Cops broke rule by not citing Filipina who flashed ‘White Privilege Card’
ANCHORAGE, Alaska — Two Anchorage police officers violated department policy during a traffic stop last month when a woman Trump supporter showed them a “white privilege card” instead of a driver’s license and was not ticketed.
But the police department is treating it as a confidential personnel matter, and it’s not clear what policy was violated or what disciplinary actions the two officers faced, if any, according to the Anchorage Daily News.
Mimi Israelah, who describes herself as a Filipina, said in a Facebook post that she was pulled over for weaving at 3:43 a.m. on July 9 in Anchorage after arriving on an early-morning flight from California for a Trump rally.
She couldn’t find her driver’s license, she wrote on Facebook in a now-deleted post.
“When I saw my White Privilege card, I gave to him if it’s ok,” she wrote. “He laughed and called his partner. It’s their first time to see a White Privileged (sic) card,” she said.
The top of the novelty card reads: “White Privilege Card Trumps Everything.”
A video apparently taken by Israelah of the encounter was reposted on Twitter. Two officers are seen standing outside her car window. She asks one, “You like my White Privilege card?” One officer says, “That’s hilarious.”
Deputy Chief Sean Case said some people who saw the post had negative reactions to it, and believed it was inappropriate. “We recognize that,” he said.
Anchorage police officers identified in the incident were Nicholas Bowe and Charles Worland. The two were placed on administrative leave during the 11-day investigation, Case said.
Police would not provide additional information about the internal investigation, including which policies were violated and what, if any, repercussions the officers faced.
Israelah was not cited during the stop, although the municipal code requires that all drivers carry their license at all times when operating a vehicle.
Police spokesperson Sunny Guerin said police can do a computer check to determine if a person has a valid driver’s license.
Police Sgt. Jeremy Conkling, president of the police union, said officers have discretion and generally don’t write citations for minor offenses, like not having a physical license present.

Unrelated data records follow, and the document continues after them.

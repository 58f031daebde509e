//! The three node kinds of the tree and their hashing rule.
//!
//! All nodes hash to 256 bits. A leaf hashes to the digest of its value
//! alone: its prefix is determined by the value's key and whatever the
//! ancestors consumed, and the ancestry is committed to through branch
//! prefixes along the path from the root. A branch hashes to the digest of
//! its packed prefix followed by the hashes of its present children in
//! ascending slot order. The empty tree has the special all-zero hash.

use crate::hasher::TrieHasher;
use crate::nibbles::Nibbles;

use alloc::boxed::Box;
use alloc::format;
use alloc::vec::Vec;
use core::fmt;

/// The hash of a node. In this schema, it is always 256 bits.
pub type NodeHash = [u8; 32];

/// The hash of the empty tree.
pub const EMPTY_ROOT: NodeHash = [0u8; 32];

/// The number of child slots in a branch, one per nibble value.
pub const BRANCH_WIDTH: usize = 16;

/// Hash a leaf holding `value`.
///
/// The hash commits to the value alone; a leaf's prefix never enters it.
pub fn leaf_hash<H: TrieHasher>(value: &[u8]) -> NodeHash {
    H::hash(value)
}

/// Hash a branch from its prefix and the hashes of its present children,
/// given in ascending slot order.
pub fn branch_hash<H: TrieHasher>(
    prefix: &Nibbles,
    child_hashes: impl IntoIterator<Item = NodeHash>,
) -> NodeHash {
    let mut preimage = prefix.pack();
    for hash in child_hashes {
        preimage.extend_from_slice(&hash);
    }
    H::hash(&preimage)
}

/// A node of the tree. Immutable once constructed; hashes are computed
/// eagerly by the constructors.
#[derive(Clone, PartialEq, Eq)]
pub enum Tree {
    /// The empty tree. Hashes to [`EMPTY_ROOT`].
    Empty,
    /// A single value and the suffix of its key not consumed by ancestors.
    Leaf(Leaf),
    /// Sixteen child slots behind a shared prefix, at least two occupied.
    Branch(Branch),
}

/// A leaf node carrying a value.
#[derive(Clone, PartialEq, Eq)]
pub struct Leaf {
    prefix: Nibbles,
    value: Vec<u8>,
    hash: NodeHash,
}

impl Leaf {
    /// The suffix of the value's key owned by this leaf.
    pub fn prefix(&self) -> &Nibbles {
        &self.prefix
    }

    /// The value carried by this leaf.
    pub fn value(&self) -> &[u8] {
        &self.value
    }

    /// The hash of this leaf: the digest of its value.
    pub fn hash(&self) -> NodeHash {
        self.hash
    }
}

/// A branch node dispatching on one nibble.
#[derive(Clone, PartialEq, Eq)]
pub struct Branch {
    prefix: Nibbles,
    children: [Option<Box<Tree>>; BRANCH_WIDTH],
    hash: NodeHash,
    size: usize,
}

impl Branch {
    /// The nibbles shared by every key below this branch and not consumed
    /// by its ancestors.
    pub fn prefix(&self) -> &Nibbles {
        &self.prefix
    }

    /// The child at `slot`, if present.
    pub fn child(&self, slot: u8) -> Option<&Tree> {
        self.children[slot as usize].as_deref()
    }

    /// The present children, in ascending slot order.
    pub fn children(&self) -> impl Iterator<Item = (u8, &Tree)> {
        self.children
            .iter()
            .enumerate()
            .filter_map(|(slot, child)| child.as_deref().map(|c| (slot as u8, c)))
    }

    /// The hash of this branch.
    pub fn hash(&self) -> NodeHash {
        self.hash
    }

    /// The number of leaves below this branch.
    pub fn size(&self) -> usize {
        self.size
    }
}

impl Tree {
    /// The empty tree.
    pub fn empty() -> Self {
        Tree::Empty
    }

    /// Construct a leaf. The value may be any byte string, including empty.
    pub fn leaf<H: TrieHasher>(prefix: Nibbles, value: Vec<u8>) -> Self {
        let hash = leaf_hash::<H>(&value);
        Tree::Leaf(Leaf {
            prefix,
            value,
            hash,
        })
    }

    /// Construct a branch from exactly sixteen child slots.
    ///
    /// Panics if fewer than two slots are occupied or if any child is the
    /// empty tree: a one-child branch must be represented as the child
    /// alone, and absent sub-trees as absent slots.
    pub fn branch<H: TrieHasher>(
        prefix: Nibbles,
        children: [Option<Box<Tree>>; BRANCH_WIDTH],
    ) -> Self {
        let mut present = 0usize;
        let mut size = 0usize;
        for child in children.iter().flatten() {
            assert!(!child.is_empty(), "branch child must not be the empty tree");
            present += 1;
            size += child.size();
        }
        assert!(
            present >= 2,
            "branch requires at least two children, got {present}"
        );
        let hash = branch_hash::<H>(&prefix, children.iter().flatten().map(|c| c.hash()));
        Tree::Branch(Branch {
            prefix,
            children,
            hash,
            size,
        })
    }

    /// Whether this is the empty tree.
    pub fn is_empty(&self) -> bool {
        matches!(self, Tree::Empty)
    }

    /// The root hash of this sub-tree.
    pub fn hash(&self) -> NodeHash {
        match self {
            Tree::Empty => EMPTY_ROOT,
            Tree::Leaf(leaf) => leaf.hash,
            Tree::Branch(branch) => branch.hash,
        }
    }

    /// The number of leaves in this sub-tree.
    pub fn size(&self) -> usize {
        match self {
            Tree::Empty => 0,
            Tree::Leaf(_) => 1,
            Tree::Branch(branch) => branch.size,
        }
    }

    /// The path segment owned by this node. Empty for the empty tree.
    pub fn prefix(&self) -> &[u8] {
        match self {
            Tree::Empty => &[],
            Tree::Leaf(leaf) => leaf.prefix.as_slice(),
            Tree::Branch(branch) => branch.prefix.as_slice(),
        }
    }

    /// Whether `value` is a member of the set committed to by this tree.
    pub fn contains<H: TrieHasher>(&self, value: &[u8]) -> bool {
        let path = Nibbles::unpack(&H::hash(value));
        match self.descend(path.as_slice()) {
            Some(Tree::Leaf(leaf)) => leaf.value == value,
            _ => false,
        }
    }

    /// Walk `path` (a hex string, one character per nibble) from this node,
    /// consuming each branch's prefix and dispatching on the nibble after
    /// it. Returns the deepest node reached, or `None` when the path leaves
    /// the tree or is not valid hex.
    ///
    /// This is an inspection helper; the proof machinery records paths with
    /// [`Tree::prove`](crate::proof::PathProof).
    pub fn child_at(&self, path: &str) -> Option<&Tree> {
        let path = Nibbles::from_hex(path)?;
        self.descend(path.as_slice())
    }

    fn descend(&self, path: &[u8]) -> Option<&Tree> {
        if path.is_empty() {
            return Some(self);
        }
        match self {
            Tree::Empty => None,
            Tree::Leaf(leaf) => leaf.prefix.as_slice().starts_with(path).then_some(self),
            Tree::Branch(branch) => {
                let prefix = branch.prefix.as_slice();
                if path.len() <= prefix.len() {
                    return prefix.starts_with(path).then_some(self);
                }
                if !path.starts_with(prefix) {
                    return None;
                }
                let rest = &path[prefix.len()..];
                let child = branch.children[rest[0] as usize].as_deref()?;
                child.descend(&rest[1..])
            }
        }
    }
}

struct HexFmt<'a>(&'a [u8]);

impl fmt::Debug for HexFmt<'_> {
    fn fmt(&self, f: &mut fmt::Formatter<'_>) -> fmt::Result {
        for byte in self.0 {
            write!(f, "{byte:02x}")?;
        }
        Ok(())
    }
}

impl fmt::Debug for Tree {
    fn fmt(&self, f: &mut fmt::Formatter<'_>) -> fmt::Result {
        match self {
            Tree::Empty => write!(f, "Empty"),
            Tree::Leaf(leaf) => leaf.fmt(f),
            Tree::Branch(branch) => branch.fmt(f),
        }
    }
}

impl fmt::Debug for Leaf {
    fn fmt(&self, f: &mut fmt::Formatter<'_>) -> fmt::Result {
        f.debug_struct("Leaf")
            .field("prefix", &self.prefix)
            .field("hash", &HexFmt(&self.hash))
            .finish()
    }
}

impl fmt::Debug for Branch {
    fn fmt(&self, f: &mut fmt::Formatter<'_>) -> fmt::Result {
        let mut s = f.debug_struct("Branch");
        s.field("prefix", &self.prefix)
            .field("hash", &HexFmt(&self.hash))
            .field("size", &self.size);
        for (slot, child) in self.children() {
            s.field(&format!("{slot:x}"), child);
        }
        s.finish()
    }
}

“Especially in this circumstance, where you had a very, very low-level minor offense and the officers are really just focused on trying to find DUIs — I’m not at all surprised they didn’t write a citation. I don’t know that a lot of officers would have written that citation, if any,” Conkling said.
However, Celeste Hodge Growden, president of the Alaska Black Caucus, said she wonders if the lack of citation was tied to the novelty card. “Is it because the white privilege card was effective?” she asked.
“The investigation regarding the incident is completed and is a part of confidential personnel files that will not be released publicly,” Guerin said.
Another police spokesperson said both officers remain in the department.
Hodge Growden said she wants the police department to accept accountability for what happened and be transparent about any disciplinary actions the officers faced. This could have been a teachable moment, she said.